Тогда мне было десять лет. Сейчас мне тридцать. Отца Месропа в 19-м году прихлопнули азербайджанцы. А за десять лет до этого отец Месропа укокошил азербайджанца. А ещё через пятнадцать лет Месроп стрелял в кого-то. Предсельсовета Левон привёл милиционеров в дом Месропа, и Месропа арестовали. В сорок шестом Месроп вернулся из ссылки. Он пришёл в контору, схватил Левона за грудки:
— На безвинного человека милицию натравил, а? Средь ночи явился, не постеснялся, а?
Левон не испугался, тоже взял Месропа за грудки:
— В советское время в национализм ударился, а, героем себя возомнил, а?

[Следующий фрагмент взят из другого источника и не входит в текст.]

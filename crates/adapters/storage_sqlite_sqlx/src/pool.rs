//! `SQLite` connection pool setup and migration runner.

use std::str::FromStr;

use sqlx::SqlitePool;
use sqlx::sqlite::SqliteConnectOptions;

use crate::error::StorageError;

/// Configuration for the `SQLite` storage adapter.
pub struct Config {
    /// `SQLite` connection URL (e.g. `sqlite:thingrules.db` or `sqlite::memory:`).
    pub database_url: String,
}

impl Config {
    /// Build a [`Database`] from this configuration.
    ///
    /// Creates the connection pool, creates the database file if missing,
    /// and runs all pending migrations.
    ///
    /// # Errors
    ///
    /// Returns [`StorageError`] if the connection or migrations fail.
    pub async fn build(self) -> Result<Database, StorageError> {
        Database::initialize(&self.database_url).await
    }
}

/// Holds the `SQLite` connection pool and provides access to it.
pub struct Database {
    pool: SqlitePool,
}

impl Database {
    async fn initialize(database_url: &str) -> Result<Self, StorageError> {
        let options = SqliteConnectOptions::from_str(database_url)?.create_if_missing(true);
        // An in-memory database lives and dies with its connection.
        let pool = if database_url.contains(":memory:") {
            sqlx::sqlite::SqlitePoolOptions::new()
                .max_connections(1)
                .connect_with(options)
                .await?
        } else {
            SqlitePool::connect_with(options).await?
        };

        sqlx::migrate!("./migrations").run(&pool).await?;

        Ok(Self { pool })
    }

    /// Borrow the underlying connection pool.
    #[must_use]
    pub fn pool(&self) -> &SqlitePool {
        &self.pool
    }
}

И тогда Абгар, человек болезненный и благодушный, рассердился.
— Хватит языком трепать! — сказал он. — Ты, Левон, — сказал, — вот что, отправляйся на ферму заведующим. Не приведёшь ферму в божеский вид — на глаза не показывайся. В тебе, Месроп, — сказал председатель Абгар, — большая нужда была, добро, что к нам пожаловал. Значит, так, прислали к нам прошлым летом семь кобыл, осталась одна, ступай, Месроп, займись лошадьми.

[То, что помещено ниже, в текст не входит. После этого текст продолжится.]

//! Rule service: JSON-document use-cases for clients of the engine.

use std::sync::Arc;

use serde_json::Value;
use thingrules_domain::error::{NotFoundError, ThingRulesError};
use thingrules_domain::id::RuleId;
use thingrules_domain::rule::Rule;

use crate::engine::RuleEngine;
use crate::ports::{DeviceGateway, OutletNotifier, RuleStore, WebhookNotifier};

/// Application service exposing rule management as current-format JSON documents.
pub struct RuleService<S, D, W, N> {
    engine: Arc<RuleEngine<S, D, W, N>>,
}

impl<S, D, W, N> RuleService<S, D, W, N>
where
    S: RuleStore,
    D: DeviceGateway + 'static,
    W: WebhookNotifier + 'static,
    N: OutletNotifier + 'static,
{
    /// Create a new service driving the given engine.
    pub fn new(engine: Arc<RuleEngine<S, D, W, N>>) -> Self {
        Self { engine }
    }

    /// Create a rule from a document. A missing `id` is generated.
    ///
    /// # Errors
    ///
    /// Returns [`ThingRulesError::Validation`] if the document is malformed
    /// or its id is taken, or a storage error.
    #[tracing::instrument(skip(self, document))]
    pub async fn create_rule(&self, document: Value) -> Result<Value, ThingRulesError> {
        let rule = Rule::from_document(document)?;
        let response = rule.to_document()?;
        self.engine.add_rule(rule).await?;
        Ok(response)
    }

    /// Look up a rule by id.
    ///
    /// # Errors
    ///
    /// Returns [`ThingRulesError::NotFound`] when no rule with `id` exists.
    #[tracing::instrument(skip(self))]
    pub async fn get_rule(&self, id: RuleId) -> Result<Value, ThingRulesError> {
        let rule = self.engine.get_rule(id).await.ok_or_else(|| NotFoundError {
            entity: "Rule",
            id: id.to_string(),
        })?;
        Ok(rule.to_document()?)
    }

    /// List all rules, in id order.
    ///
    /// # Errors
    ///
    /// Returns [`ThingRulesError::Validation`] if a rule fails to serialize.
    pub async fn list_rules(&self) -> Result<Vec<Value>, ThingRulesError> {
        self.engine
            .list_rules()
            .await
            .iter()
            .map(|rule| rule.to_document().map_err(ThingRulesError::from))
            .collect()
    }

    /// Replace rule `id` with the given document. The document's own `id`,
    /// if any, is ignored.
    ///
    /// # Errors
    ///
    /// Returns [`ThingRulesError::NotFound`] for an unknown id,
    /// [`ThingRulesError::Validation`] for a malformed document, or a storage
    /// error.
    #[tracing::instrument(skip(self, document))]
    pub async fn update_rule(&self, id: RuleId, document: Value) -> Result<Value, ThingRulesError> {
        let mut rule = Rule::from_document(document)?;
        rule.id = id;
        let response = rule.to_document()?;
        self.engine.update_rule(id, rule).await?;
        Ok(response)
    }

    /// Delete rule `id`.
    ///
    /// # Errors
    ///
    /// Returns [`ThingRulesError::NotFound`] for an unknown id, or a storage
    /// error.
    #[tracing::instrument(skip(self))]
    pub async fn delete_rule(&self, id: RuleId) -> Result<(), ThingRulesError> {
        self.engine.delete_rule(id).await
    }

    /// Enable or disable rule `id` and return its document.
    ///
    /// # Errors
    ///
    /// Returns [`ThingRulesError::NotFound`] for an unknown id, or a storage
    /// error.
    #[tracing::instrument(skip(self))]
    pub async fn set_enabled(&self, id: RuleId, enabled: bool) -> Result<Value, ThingRulesError> {
        self.engine.set_enabled(id, enabled).await?;
        self.get_rule(id).await
    }

    /// Deliver an inbound webhook call and return the ids of the rules it fired.
    ///
    /// # Errors
    ///
    /// Returns [`ThingRulesError::NotFound`] when `target` names an unknown rule.
    #[tracing::instrument(skip(self))]
    pub async fn webhook(&self, target: Option<RuleId>) -> Result<Vec<RuleId>, ThingRulesError> {
        if let Some(id) = target {
            self.engine.get_rule(id).await.ok_or_else(|| NotFoundError {
                entity: "Rule",
                id: id.to_string(),
            })?;
        }
        let fired = self.engine.on_webhook(target).await;
        Ok(fired.into_iter().map(|fired| fired.rule_id).collect())
    }
}

#[cfg(test)]
mod tests {
    use super::*;
    use std::collections::HashMap;
    use std::future::Future;
    use std::sync::Mutex;

    use serde_json::json;
    use thingrules_domain::error::{DeviceError, EffectError, NotifierError, ValidationError};
    use thingrules_domain::id::ThingId;
    use thingrules_domain::rule::Notification;

    use crate::ports::{StoredRow, StoredRule};

    #[derive(Default)]
    struct InMemoryStore {
        documents: Mutex<HashMap<RuleId, Value>>,
    }

    impl RuleStore for InMemoryStore {
        fn load_rules(
            &self,
        ) -> impl Future<Output = Result<Vec<StoredRow>, ThingRulesError>> + Send {
            let rules = self
                .documents
                .lock()
                .unwrap()
                .iter()
                .map(|(id, document)| {
                    Ok(StoredRule {
                        id: *id,
                        document: document.clone(),
                    })
                })
                .collect();
            async { Ok(rules) }
        }

        fn save_rule(
            &self,
            id: RuleId,
            document: &Value,
        ) -> impl Future<Output = Result<(), ThingRulesError>> + Send {
            self.documents.lock().unwrap().insert(id, document.clone());
            async { Ok(()) }
        }

        fn delete_rule(
            &self,
            id: RuleId,
        ) -> impl Future<Output = Result<(), ThingRulesError>> + Send {
            self.documents.lock().unwrap().remove(&id);
            async { Ok(()) }
        }
    }

    struct NoDevices;

    impl DeviceGateway for NoDevices {
        fn get_property_value(
            &self,
            _thing: &ThingId,
            _property: &str,
        ) -> impl Future<Output = Option<Value>> + Send {
            async { None }
        }

        fn set_property_value(
            &self,
            thing: &ThingId,
            _property: &str,
            _value: Value,
        ) -> impl Future<Output = Result<(), DeviceError>> + Send {
            let err = DeviceError::ThingNotFound(thing.clone());
            async { Err(err) }
        }

        fn request_action(
            &self,
            thing: &ThingId,
            _action: &str,
            _parameters: Value,
        ) -> impl Future<Output = Result<(), DeviceError>> + Send {
            let err = DeviceError::ThingNotFound(thing.clone());
            async { Err(err) }
        }
    }

    struct SilentWebhook;

    impl WebhookNotifier for SilentWebhook {
        fn notify(&self, _event: &str) -> impl Future<Output = Result<(), EffectError>> + Send {
            async { Ok(()) }
        }
    }

    struct NoNotifiers;

    impl OutletNotifier for NoNotifiers {
        fn notify(
            &self,
            notifier: &str,
            _outlet: &str,
            _notification: Notification,
        ) -> impl Future<Output = Result<(), EffectError>> + Send {
            let err = NotifierError::NotifierNotFound(notifier.to_string());
            async { Err(err.into()) }
        }
    }

    fn service() -> RuleService<InMemoryStore, NoDevices, SilentWebhook, NoNotifiers> {
        let engine = RuleEngine::new(
            InMemoryStore::default(),
            NoDevices,
            SilentWebhook,
            NoNotifiers,
        );
        RuleService::new(Arc::new(engine))
    }

    fn webhook_rule() -> Value {
        json!({
            "name": "ping",
            "trigger": {"type": "IfThisThenThatTrigger"},
            "effect": {"type": "IfThisThenThatEffect", "event": "pong"}
        })
    }

    fn id_of(document: &Value) -> RuleId {
        document["id"].as_str().unwrap().parse().unwrap()
    }

    #[tokio::test]
    async fn should_create_rule_with_generated_id() {
        let svc = service();
        let created = svc.create_rule(webhook_rule()).await.unwrap();

        let id = id_of(&created);
        assert_eq!(created["enabled"], true);
        assert_eq!(svc.get_rule(id).await.unwrap(), created);
    }

    #[tokio::test]
    async fn should_reject_malformed_document() {
        let svc = service();
        let result = svc
            .create_rule(json!({"trigger": {"type": "PropertyTrigger"}}))
            .await;
        assert!(matches!(
            result,
            Err(ThingRulesError::Validation(ValidationError::InvalidStructure(_)))
        ));
        assert!(svc.list_rules().await.unwrap().is_empty());
    }

    #[tokio::test]
    async fn should_update_rule_under_path_id() {
        let svc = service();
        let id = id_of(&svc.create_rule(webhook_rule()).await.unwrap());

        let mut replacement = webhook_rule();
        replacement["id"] = json!(RuleId::new().to_string());
        replacement["name"] = json!("renamed");
        let updated = svc.update_rule(id, replacement).await.unwrap();

        assert_eq!(id_of(&updated), id);
        assert_eq!(svc.get_rule(id).await.unwrap()["name"], "renamed");
        assert_eq!(svc.list_rules().await.unwrap().len(), 1);
    }

    #[tokio::test]
    async fn should_toggle_enabled_flag() {
        let svc = service();
        let id = id_of(&svc.create_rule(webhook_rule()).await.unwrap());

        let disabled = svc.set_enabled(id, false).await.unwrap();
        assert_eq!(disabled["enabled"], false);
        assert!(svc.webhook(None).await.unwrap().is_empty());

        svc.set_enabled(id, true).await.unwrap();
        assert_eq!(svc.webhook(Some(id)).await.unwrap(), vec![id]);
    }

    #[tokio::test]
    async fn should_return_not_found_after_delete() {
        let svc = service();
        let id = id_of(&svc.create_rule(webhook_rule()).await.unwrap());

        svc.delete_rule(id).await.unwrap();

        assert!(matches!(
            svc.get_rule(id).await,
            Err(ThingRulesError::NotFound(_))
        ));
        assert!(matches!(
            svc.webhook(Some(id)).await,
            Err(ThingRulesError::NotFound(_))
        ));
    }

    #[tokio::test]
    async fn should_store_created_time_rule_as_localized() {
        let svc = service();
        let created = svc
            .create_rule(json!({
                "trigger": {"type": "TimeTrigger", "time": "07:30"},
                "effect": {"type": "IfThisThenThatEffect", "event": "wake"}
            }))
            .await
            .unwrap();

        assert_eq!(created["trigger"]["time"], "07:30");
        assert_eq!(created["trigger"]["localized"], true);
    }

    #[tokio::test]
    async fn should_reject_time_rule_marked_as_utc() {
        let svc = service();
        let result = svc
            .create_rule(json!({
                "trigger": {"type": "TimeTrigger", "time": "07:30", "localized": false},
                "effect": {"type": "IfThisThenThatEffect", "event": "wake"}
            }))
            .await;
        assert!(matches!(
            result,
            Err(ThingRulesError::Validation(ValidationError::UnlocalizedTime(_)))
        ));
    }

    #[tokio::test]
    async fn should_accept_notifier_outlet_rule() {
        let svc = service();
        let created = svc
            .create_rule(json!({
                "trigger": {"type": "IfThisThenThatTrigger"},
                "effect": {
                    "type": "NotifierOutletEffect",
                    "notifier": "email",
                    "outlet": "me",
                    "title": "Ping",
                    "message": "pong",
                    "level": 1
                }
            }))
            .await
            .unwrap();
        assert_eq!(created["effect"]["level"], 1);
    }
}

Ровно через час, став табунщиком, ну прямо через час после этого, Месроп бился об заклад, что жеребец — сын кобылы и что, пока не будет другого жеребца, эта кобыла никогда не родит. Село разделилось на две группы. Часть села была одного мнения с конюхом, другие с ним не соглашались, а Левон, который, был, конечно, из тех, кто не соглашался, сказал:
— Пошёл мудрить — завёлся…
Но пока главой табуна был рыжий жеребец, ни один другой жеребец ни за какие коврижки не осмелился бы даже близко подойти к табуну. Злой был оранжевый жеребец, и, завидев вдали чужого, незнакомого жеребца, он сломя голову, как бы далеко ни был, летел чинить тому расправу. Он летел к несчастному ломовику, раскоряченному под грузом, и казалось, что ветер перегоняет пламя с одного места на другое. Его медный хвост чуть не отрывался, еле поспевал за ним. И пропадала и мелькала передняя белая нога, пропадала и мелькала среди возникающих и распадающихся скрещений. И огненная грива разлеталась на нём. С этой горы до другой было слышно его дыхание. Издали его бег был ужасающе красив. Но если ты был хозяином той, другой, лошади, тебе хотелось его пристрелить. Тебе хотелось, чтоб он споткнулся, чтоб он рухнул как есть на землю и чтобы его позвоночник под шкурой раздробился мелко-мелко.
Через год наш гнедой табун запестрел огненно-рыжими жеребятами, которые срывались со склона и рассыпались оранжевыми комочками по зелёной широкой равнине. Их ленивые матери глухо ржали, звали их с другого конца долины, а эти сумасшедшие — оголтелые, как отец, — не обращали внимания на материнский призывный клич и, ошалев от ветра, мчались обратно в гору.